In Spite of Everything

The transition from adolescence to adulthood is a period usually defined by big changes, increased autonomy, and the search for independence. But for young people managing chronic illness, these changes, and their future plans, have to come second to their health. By ages 30–34, 13% of the general population has not completed education beyond primary school. Among people with a chronic or physical illness, that number rises to 24%. Hospital appointments, physical distress and uncertainty can take precedence over studies, social life and long-term plans. Illness does not only affect the body, one sees themselves, and how they are seen by the world around them.
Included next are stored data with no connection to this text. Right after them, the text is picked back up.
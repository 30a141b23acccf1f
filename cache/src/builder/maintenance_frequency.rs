//! Presets for [`CacheBuilder::maintenance_frequency`](crate::CacheBuilder::maintenance_frequency).
//!
//! Maintenance applies buffered reads and writes to the eviction policy and
//! evicts down to capacity. A write runs it itself with a probability of one
//! in the chosen frequency; full buffers and the janitor thread run it too.

/// Recommended for most general-purpose workloads.
///
/// Runs maintenance, on average, once every 16 writes. This keeps the
/// weighted size close to the capacity without slowing writers down.
pub const RESPONSIVE: u32 = 16;

/// Recommended for write-heavy workloads where insert throughput is critical.
///
/// Runs maintenance once every 64 writes. The cache may overshoot its
/// capacity a little more between passes.
pub const THROUGHPUT: u32 = 64;

/// Recommended for specialized, extremely high-throughput systems.
///
/// Runs maintenance once every 256 writes and relies mostly on the buffer
/// flush points and the janitor. Use with caution.
pub const LOW_OVERHEAD: u32 = 256;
This is the story of three people aged 21–24, and how they navigate the world while living with health issues.

Rosa, 24

Rosa lives in Copenhagen, just steps away from the first doctor’s office she ever visited. Her symptoms began during her final year of high school, first as persistent colds and nosebleeds, then escalating into severe ear pain and hearing loss. Initially dismissed as stress or lifestyle-related, her condition worsened until she was nearly deaf, had lost a significant amount of weight and experiencing lung complications.

After months of uncertainty and misdiagnosis, Rosa was diagnosed at 19 with granulomatosis with polyangiitis, a rare autoimmune disease affecting blood vessels in the ears, sinuses and lungs. She was hospitalized, placed on immunosuppressive treatment and forced to pause her plans. A year later, a relapse caused bronchial narrowing and restricted airflow to the lungs, which led to shortness of breath and required surgery to fix, just days before she was meant to begin her bachelor’s degree.

Despite setbacks, Rosa chose to continue forward. She began her studies, rebuilt her daily life and gradually regained her hearing, defying doctors’ expectations that the damage might be permanent. Today, her condition is mostly stable. She no longer uses hearing aids and is currently studying part-time in her master’s program at the IT University of Copenhagen.

Open about her illness, Rosa sees it not as something to hide, but as a defining force in who she has become.

Anna, 21

Anna’s apartment is filled wall to wall with her own drawings and paintings. Art has long been her way of coping, a constant through years marked by physical pain and mental strain. She now lives with her cat just outside the city and is nearing the end of an STU program, an education designed for young people unable to complete other youth education paths due to physical or cognitive disabilities.

Anna has lived with physical pain for as long as she can remember. Problems with her hips and knees caused her feet to point in different directions, making walking difficult and often painful. Frequent falls and injuries became part of her childhood, and because her father also lived with chronic pain after an accident, Anna grew up believing constant pain was normal. She cannot recall a time in her life without it.

The physical limitations shaped her mental health early on. By the age of nine, Anna was already experiencing anxiety and depression, compounded by feeling different from her peers and being unable to participate in physical activities. School became increasingly difficult, and years of being singled out in sports and daily life gradually shaped how she saw herself.

For much of her childhood, Anna was told she would grow out of her condition. It wasn’t until she was 18 that doctors started doing scans and finding the underlying issue, and with it, a treatment path. At 20, she underwent two surgeries on her legs and hips. The change was immideate, she could walk without collapsing, much of her pain disappeared, and her mental health improved almost overnight.

Today, Anna’s life is more stable. While she still experiences pain, it is manageable, and she feels herself improving. She is close to finishing her studies, spends time gaming and with friends, and continues to create art. In her bedroom, traces of her medical past remain, drawings born from darker periods and a small box holding the stitches from her surgeries.

Anna is open about her experiences and cautious of assumptions. She emphasizes that illness isn’t always obvious, especially in young people, and that being believed can make a huge impact.

Amanda, 21

Most days, Amanda can be found at the riding school just outside Ringsted, in the secluded countryside. “I feel so peaceful here,” she says. The stable has become the center of her daily life. “This place has a very special place in my heart, and it’s helped me feel normal and get through the difficult times.”

Amanda lives with her family in Ringsted and has a non-cancerous tumor next to her spine that caused nerve damage, leaving her with mobility issues. She credits her family for supporting her through the hardest periods of her life and says her illness has made her a more understanding and thankful person. She began school like most children, starting in a regular classroom, but quickly realized how difficult it was to keep up and fit in while managing her physical challenges. In the summer, she finished her studies at an STU.

Most of her days she spends at the riding school where she says her riding instructor has helped her through the tougher periods of her life. Otherwise her days vary, twice a week she attends physiotherapy to strengthen her body, other days she visits her grandparents, rests, or spends time creating art. Outside the stable, Amanda finds fulfillment with her sewing and DIY projects with her grandmother, painting and drawing, and spending time with her closest friends and boyfriend. Animals, especially her horse, remain her favourite source of comfort and strength.

Looking ahead, she wants people to understand that a meaningful, joyful life is possible, even when the path looks different. Looking ahead, she dreams of continuing to grow as a rider and using her experiences to inspire others.